Le procureur chargé de l’affaire, Hermann Marki, ne vit là que simple routine, et envisagea une condamnation « modérée » (aux termes de la loi pour la protection du sang et de l’honneur allemands, l’homme convaincu de Rassenschande encourait une peine de prison non définie, donc illimitée). Mais le juge-président du tribunal spécial (Sondergericht, compétent en matière politique) entendit parler du procès, et y porta aussitôt grand intérêt. D’après le procureur Marki, ce juge, le Landgerichts-direktor Docteur Rothaug, était de tempérament «colérique», fanatique, obstiné et cassant au point d’effrayer les procureurs et le ministère public. Dès qu’il eut connaissance de l’affaire Katzenberger, il donna ordre de transmettre toute la procédure à son tribunal. Selon les déclarations d’un autre procureur, le Docteur Georg Engert, le juge Rothaug « se saisit » du procès parce qu’il était bien décidé à ne pas manquer une occasion de pouvoir condamner un Juif à mort.Au tribunal spécial, les débats ne furent qu’une parodie de procès. Rothaug harcelait les témoins. Quand l’avocat de la défense démontra que l’un d’eux avait menti, le juge rejeta l’argumentation en décidant qu’il s’agissait d’une simple erreur. Souvent, il interrompait l’audience pour se répandre en insultes contre les Juifs ; quand l’accusé avait quelque chose à dire, il lui retirait la parole. Dans sa déclaration finale, Katzenberger tenta à nouveau d’affirmer son innocence, puis reprocha à Rothaug de toujours s’en prendre aux Juifs et d’oublier que lui, Katzenberger, était aussi un être humain. Mais, quand il osa faire référence à Frédéric II, Rothaug l’interrompit immédiatement, ne pouvant, dit-il, tolérer que le nom du grand roi de Prusse fût ainsi souillé, tout spécialement par un Juif.
Le Landgerichtsdirektor Docteur Rothaug, assisté des Landgerichtsräte Docteur Ferber et Docteur Hoffmann, rendit son verdict le 13 mars 1942. Il résumait les « preuves » en ces termes :
« II est donc dit que les deux accusés se sont livrés à des approches sexuelles (geschlechiliche Annäherungen) de toutes sortes, y compris l’accouplement. Tous deux sont déclarés s’être embrassés, tantôt dans l’appartement de Mme Seiler, tantôt dans les locaux commerciaux de Katzenberger. Seiler est dite s’être assise sur les genoux de Katzenberger, et Katzenberger avoir caressé sa cuisse à travers ses vêtements (non par-dessous) en vue d’en tirer une satisfaction sexuelle. En ces occasions Katzenberger est déclaré avoir tenu Seiler tout contre lui et avoir posé sa tête sur sa poitrine. »
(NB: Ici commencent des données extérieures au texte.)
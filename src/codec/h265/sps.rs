//! H.265 sequence parameter set parsing
//!
//! Parses through `profile_tier_level()` (including sub-layer entries) up to
//! the bit depths. The remainder of the SPS is irrelevant to framing.

use super::nal::{nal_unit_type, NalUnitType, NAL_HEADER_LEN};
use crate::codec::bitreader::{unescape_rbsp, RbspReader};
use crate::codec::SpsInfo;
use crate::error::{Error, Result};

/// General profile/tier/level fields
#[derive(Debug, Clone, Copy, PartialEq, Eq, Default)]
pub struct ProfileTierLevel {
    pub profile_space: u8,
    pub tier_flag: bool,
    pub profile_idc: u8,
    pub progressive_source: bool,
    pub interlaced_source: bool,
    pub frame_only_constraint: bool,
    pub level_idc: u8,
}

fn parse_profile_tier_level(
    r: &mut RbspReader,
    max_sub_layers_minus1: u32,
) -> Result<ProfileTierLevel> {
    let profile_space = r.read_bits(2)? as u8;
    let tier_flag = r.read_bool()?;
    let profile_idc = r.read_bits(5)? as u8;
    let _compatibility_flags = r.read_bits(32)?;
    let progressive_source = r.read_bool()?;
    let interlaced_source = r.read_bool()?;
    let _non_packed_constraint = r.read_bool()?;
    let frame_only_constraint = r.read_bool()?;
    // 43 reserved/constraint bits + inbld/reserved bit
    r.skip_bits(44)?;
    let level_idc = r.read_bits(8)? as u8;

    let mut profile_present = [false; 8];
    let mut level_present = [false; 8];
    for i in 0..max_sub_layers_minus1 as usize {
        profile_present[i] = r.read_bool()?;
        level_present[i] = r.read_bool()?;
    }
    if max_sub_layers_minus1 > 0 {
        for _ in max_sub_layers_minus1..8 {
            r.skip_bits(2)?;
        }
    }
    for i in 0..max_sub_layers_minus1 as usize {
        if profile_present[i] {
            r.skip_bits(88)?;
        }
        if level_present[i] {
            r.skip_bits(8)?;
        }
    }

    Ok(ProfileTierLevel {
        profile_space,
        tier_flag,
        profile_idc,
        progressive_source,
        interlaced_source,
        frame_only_constraint,
        level_idc,
    })
}

/// Parse an SPS NAL unit (two-byte header included, start code excluded)
pub fn parse_sps(nal: &[u8]) -> Result<SpsInfo> {
    match nal_unit_type(nal).map(NalUnitType::from_u8) {
        Some(NalUnitType::SpsNut) => {}
        Some(t) => {
            return Err(Error::bitstream(format!(
                "Expected SPS NAL unit, got {:?}",
                t
            )))
        }
        None => return Err(Error::bitstream("Empty SPS NAL unit")),
    }
    if nal.len() <= NAL_HEADER_LEN {
        return Err(Error::bitstream("Truncated SPS NAL unit"));
    }

    let rbsp = unescape_rbsp(&nal[NAL_HEADER_LEN..]);
    let mut r = RbspReader::new(&rbsp);

    let _vps_id = r.read_bits(4)?;
    let max_sub_layers_minus1 = r.read_bits(3)?;
    if max_sub_layers_minus1 > 6 {
        return Err(Error::bitstream(format!(
            "Invalid sps_max_sub_layers_minus1 {}",
            max_sub_layers_minus1
        )));
    }
    let _temporal_id_nesting = r.read_bool()?;

    let ptl = parse_profile_tier_level(&mut r, max_sub_layers_minus1)?;

    let sps_id = r.read_ue()?;
    if sps_id > 15 {
        return Err(Error::bitstream(format!("Invalid sps_seq_parameter_set_id {}", sps_id)));
    }

    let chroma_format_idc = r.read_ue()?;
    if chroma_format_idc > 3 {
        return Err(Error::bitstream(format!(
            "Invalid chroma_format_idc {}",
            chroma_format_idc
        )));
    }
    let separate_colour_plane = chroma_format_idc == 3 && r.read_bool()?;

    let mut width = r.read_ue()?;
    let mut height = r.read_ue()?;

    if r.read_bool()? {
        let left = r.read_ue()?;
        let right = r.read_ue()?;
        let top = r.read_ue()?;
        let bottom = r.read_ue()?;

        let (sub_width, sub_height) = match (chroma_format_idc, separate_colour_plane) {
            (1, _) => (2, 2),
            (2, _) => (2, 1),
            _ => (1, 1),
        };
        width = width.saturating_sub(left.saturating_add(right).saturating_mul(sub_width));
        height = height.saturating_sub(top.saturating_add(bottom).saturating_mul(sub_height));
    }

    let bit_depth_luma = r.read_ue()?.saturating_add(8);
    let bit_depth_chroma = r.read_ue()?.saturating_add(8);

    Ok(SpsInfo {
        profile_idc: ptl.profile_idc,
        level_idc: ptl.level_idc,
        sps_id: sps_id as u8,
        chroma_format_idc: chroma_format_idc as u8,
        bit_depth_luma: bit_depth_luma.min(u8::MAX as u32) as u8,
        bit_depth_chroma: bit_depth_chroma.min(u8::MAX as u32) as u8,
        width,
        height,
        interlaced: ptl.interlaced_source,
    })
}
//! VP8 frame tag parsing
//!
//! Every VP8 frame starts with a 3-byte little-endian frame tag:
//!
//! ```text
//! bit 0      frame type (0 = key frame)
//! bits 1-3   version
//! bit 4      show_frame
//! bits 5-23  first partition size
//! ```
//!
//! Key frames follow the tag with the start code `9D 01 2A` and two 16-bit
//! little-endian words holding a 14-bit dimension and a 2-bit scale.

use crate::codec::frame::{FrameType, PictureType};
use crate::error::{Error, Result};
use byteorder::{ByteOrder, LittleEndian};

/// Key frame start code
pub const KEY_FRAME_START_CODE: [u8; 3] = [0x9D, 0x01, 0x2A];

/// Uncompressed part of a VP8 frame header
#[derive(Debug, Clone, Copy, PartialEq, Eq)]
pub struct FrameTag {
    pub key_frame: bool,
    pub version: u8,
    pub show_frame: bool,
    pub first_partition_size: u32,
    /// Key frames only
    pub width: u16,
    pub horizontal_scale: u8,
    pub height: u16,
    pub vertical_scale: u8,
}

impl FrameTag {
    /// Parse the frame tag (and key frame dimensions) from a frame
    pub fn parse(data: &[u8]) -> Result<Self> {
        if data.len() < 3 {
            return Err(Error::bitstream("VP8 frame too small for header"));
        }

        let tag = LittleEndian::read_u24(&data[..3]);
        let key_frame = tag & 1 == 0;

        let mut frame = FrameTag {
            key_frame,
            version: ((tag >> 1) & 0x7) as u8,
            show_frame: (tag >> 4) & 1 != 0,
            first_partition_size: tag >> 5,
            width: 0,
            horizontal_scale: 0,
            height: 0,
            vertical_scale: 0,
        };

        if key_frame {
            if data.len() < 10 || data[3..6] != KEY_FRAME_START_CODE {
                return Err(Error::bitstream("Invalid VP8 key frame signature"));
            }

            let w = LittleEndian::read_u16(&data[6..8]);
            let h = LittleEndian::read_u16(&data[8..10]);
            frame.width = w & 0x3FFF;
            frame.horizontal_scale = (w >> 14) as u8;
            frame.height = h & 0x3FFF;
            frame.vertical_scale = (h >> 14) as u8;
        }

        Ok(frame)
    }

    pub fn frame_type(&self) -> FrameType {
        if self.key_frame {
            FrameType::idr()
        } else {
            FrameType::new(PictureType::P, true)
        }
    }
}

/// Quick key frame check without full validation
pub fn is_key_frame(data: &[u8]) -> bool {
    FrameTag::parse(data).map(|t| t.key_frame).unwrap_or(false)
}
Mme Seiler reconnaissait avoir embrassé Katzenberger, mais seulement par jeu. Rothaug rejeta cette interprétation au motif qu’elle avait accepté de l’argent de Katzenberger : en conséquence, elle était « accessible (zugänglich) ». Enfin Rothaug prononça la sentence, qui condamnait Katzenberger à mort et Seiler à la prison pour délit de parjure.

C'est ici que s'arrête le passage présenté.